Answer: Gyalpo Shugden came into existence during the time of the Great Fifth Dalai Lama. The Fifth Dalai Lama saw Dorjee Shugden as 'a vow-breaking demon/evil spirit born into such a state as a result of his wrong aspiration/negative prayer". This is mentioned in the Collected Works of the Great Fifth, Volume K — an earlier edition block-printed in Tibet. So 'wrong aspiration/negative prayer' is what caused Dorjee Shugden whose nature is but a 'vow-breaking demon/evil spirit' and whose actions are to 'harm the Dharma and humanity'. This is admitted by the Dolgyal himself in his autobiography.

Earlier I too propitiated Shugden. Later on as I studied the words of the Great Fifth, I came across the document cited above. I have, from my side also, conducted a series of investigations about it and found that it is not good to worship the spirit. Consequently I gave up the propitiation completely but did not, at that point of time, place any restrictions on the section of the Tibetan community who were practising it. Then the problem surfaced at the Jangtse College of the Gaden Monastery. Through my examinations, it became very clear to me that the problem at the Jangtse College was caused by its new initiative of propitiating Gyalpo Shugden. I communicated this to the concerned. When the issue became more public later on, some people began to spread the rumour that I was trying to curry favour with the Nyingma Tradition [of Tibetan Buddhism] and that I had not actually imposed any restrictions but simply pretended to do so. Under these circumstances, I had to come out in the open to express my strong objections to, and make things clear about, the worshipping of this evil spirit. 

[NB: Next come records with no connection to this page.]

//! Request parsing and response envelope for the control channel (spec.md
//! §4.6): bare-word-or-JSON requests in, always-JSON responses out.

use crate::controller::Selection;
use crate::error::RecorderError;
use serde::{Deserialize, Serialize};
use serde_json::Value;

/// One parsed control-channel request, independent of whether it arrived as
/// a bare word or a JSON object.
#[derive(Clone, Debug, PartialEq)]
pub enum Request {
    Status,
    Streams,
    Update,
    Select(Selection),
    Start,
    Stop,
    Filename(String),
    GetFilename,
}

#[derive(Deserialize)]
struct JsonRequest {
    command: String,
    #[serde(default)]
    args: Value,
}

/// Parse one line (already stripped of its trailing `\n`).
pub fn parse_line(line: &str) -> Result<Request, RecorderError> {
    let line = line.trim();
    if line.is_empty() {
        return Err(RecorderError::BadRequest("empty request".into()));
    }
    if line.starts_with('{') {
        let parsed: JsonRequest = serde_json::from_str(line)
            .map_err(|e| RecorderError::BadRequest(format!("invalid JSON request: {e}")))?;
        build_request(&parsed.command, ArgSource::Json(parsed.args))
    } else {
        let (command, rest) = line.split_once(char::is_whitespace).unwrap_or((line, ""));
        build_request(command, ArgSource::BareWord(rest.trim().to_string()))
    }
}

enum ArgSource {
    BareWord(String),
    Json(Value),
}

fn build_request(command: &str, args: ArgSource) -> Result<Request, RecorderError> {
    match command {
        "status" => Ok(Request::Status),
        "streams" => Ok(Request::Streams),
        "update" => Ok(Request::Update),
        "start" => Ok(Request::Start),
        "stop" => Ok(Request::Stop),
        "get_filename" => Ok(Request::GetFilename),
        "select" => Ok(Request::Select(parse_selection(args)?)),
        "filename" => Ok(Request::Filename(parse_filename_arg(args)?)),
        other => Err(RecorderError::BadRequest(format!("unknown command {other}"))),
    }
}

fn parse_selection(args: ArgSource) -> Result<Selection, RecorderError> {
    let words: Vec<String> = match args {
        ArgSource::BareWord(s) => s.split_whitespace().map(String::from).collect(),
        ArgSource::Json(Value::String(s)) => s.split_whitespace().map(String::from).collect(),
        ArgSource::Json(Value::Array(items)) => items
            .iter()
            .map(|v| {
                v.as_str()
                    .map(String::from)
                    .ok_or_else(|| RecorderError::BadRequest("select args must be strings".into()))
            })
            .collect::<Result<_, _>>()?,
        ArgSource::Json(other) => {
            return Err(RecorderError::BadRequest(format!(
                "select args must be a string or array of strings, got {other}"
            )))
        }
    };
    match words.as_slice() {
        [] => Err(RecorderError::BadRequest("select requires all, none, or uids".into())),
        [only] if only == "all" => Ok(Selection::All),
        [only] if only == "none" => Ok(Selection::None),
        uids => Ok(Selection::Uids(uids.to_vec())),
    }
}

fn parse_filename_arg(args: ArgSource) -> Result<String, RecorderError> {
    match args {
        ArgSource::BareWord(s) if !s.is_empty() => Ok(s),
        ArgSource::Json(Value::String(s)) if !s.is_empty() => Ok(s),
        _ => Err(RecorderError::BadRequest("filename requires a path or template".into())),
    }
}

/// The `{ok, result?, error?}\n` response envelope.
#[derive(Serialize)]
pub struct Response {
    pub ok: bool,
    #[serde(skip_serializing_if = "Option::is_none")]
    pub result: Option<Value>,
    #[serde(skip_serializing_if = "Option::is_none")]
    pub error: Option<ErrorBody>,
}

#[derive(Serialize)]
pub struct ErrorBody {
    pub kind: &'static str,
    pub message: String,
}

impl Response {
    pub fn ok(result: impl Serialize) -> Self {
        Self {
            ok: true,
            result: Some(serde_json::to_value(result).unwrap_or(Value::Null)),
            error: None,
        }
    }

    pub fn err(error: &RecorderError) -> Self {
        Self {
            ok: false,
            result: None,
            error: Some(ErrorBody {
                kind: error.kind(),
                message: error.to_string(),
            }),
        }
    }

    /// Render as a single line, newline-terminated.
    pub fn to_line(&self) -> String {
        let mut line = serde_json::to_string(self).unwrap_or_else(|_| {
            r#"{"ok":false,"error":{"kind":"IOError","message":"failed to serialize response"}}"#
                .to_string()
        });
        line.push('\n');
        line
    }
}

No children of the Dolgyal followers have been expelled from the schools. If in the monasteries the worshippers and non-worshippers of Dolgyal assemble together, it does not go very well with the sanctity of the spiritual bond [that is so very essential in matters of spirituality]. Those who do not worship Dolgyal have all received spiritual teachings from me and those who worship it are the ones who have some problem or disagreement with the Lama from whom they receive teachings. Therefore we are saying that we feel very uncomfortable to be associated with the Dolgyal followers. Apart from that, we have done nothing to throw them out of the Tibetan settlements. I urge all of you to come to India and visit the Tibetan settlements in South India to see for yourselves what the reality is. The Dolgyal followers have established their own separate monastery there and lead their lives like any other Tibetan. Nobody is creating problems for them.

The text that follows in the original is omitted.